Required work: The response must consist of the lines below from the one with "descriptive statistics together" through the one with "pub mod ingest;", exactly as they appear and with both ends kept.

★ ★ ★ ★ ★ ★ ★

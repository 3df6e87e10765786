//! Input and output around the `freqdist-stats` core.
//!
//! This crate turns a delimited text file into an [`analysis::Analysis`] and
//! renders the result in every form the command-line tool writes:
//!
//! - [`ingest`]: Parse delimited text and extract a numeric column
//! - [`analysis`]: Run the frequency table and descriptive statistics together
//! - [`export`]: Frequency table as delimited text
//! - [`charts`]: Histogram, polygon, ogive, pie and bar series
//! - [`dispersion`]: Coefficient of variation and its label
//! - [`latex`]: Typeset report source
//! - `plot`: PNG rendering of the charts (with the `png` feature)
//!
//! # Example
//!
//! ```
//! use freqdist_report::{analysis::Analysis, ingest::DelimitedTable};
//!
//! let csv = "id,height\n1,1.62\n2,1.75\n3,NA\n4,1.80\n5,1.68\n";
//! let table = DelimitedTable::parse(csv.as_bytes(), ',').unwrap();
//! let column = table.extract_series(None).unwrap();
//!
//! let analysis = Analysis::run(column.name, &column.series, None)
//!     .unwrap()
//!     .with_records(column.records);
//! assert_eq!(analysis.records, 5);
//! assert_eq!(analysis.stats.count, 4);
//! assert_eq!(analysis.table.total(), 4);
//! ```

pub mod analysis;
pub mod charts;
pub mod dispersion;
pub mod export;
pub mod ingest;
pub mod latex;
#[cfg(feature = "png")]
pub mod plot;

★ ★ ★ ★ ★ ★ ★

Written response:
//! - [`analysis`]: Run the frequency table and descriptive statistics together
//! - [`export`]: Frequency table as delimited text
//! - [`charts`]: Histogram, polygon, ogive, pie and bar series
//! - [`dispersion`]: Coefficient of variation and its label
//! - [`latex`]: Typeset report source
//! - `plot`: PNG rendering of the charts (with the `png` feature)
//!
//! # Example
//!
//! ```
//! use freqdist_report::{analysis::Analysis, ingest::DelimitedTable};
//!
//! let csv = "id,height\n1,1.62\n2,1.75\n3,NA\n4,1.80\n5,1.68\n";
//! let table = DelimitedTable::parse(csv.as_bytes(), ',').unwrap();
//! let column = table.extract_series(None).unwrap();
//!
//! let analysis = Analysis::run(column.name, &column.series, None)
//!     .unwrap()
//!     .with_records(column.records);
//! assert_eq!(analysis.records, 5);
//! assert_eq!(analysis.stats.count, 4);
//! assert_eq!(analysis.table.total(), 4);
//! ```

pub mod analysis;
pub mod charts;
pub mod dispersion;
pub mod export;
pub mod ingest;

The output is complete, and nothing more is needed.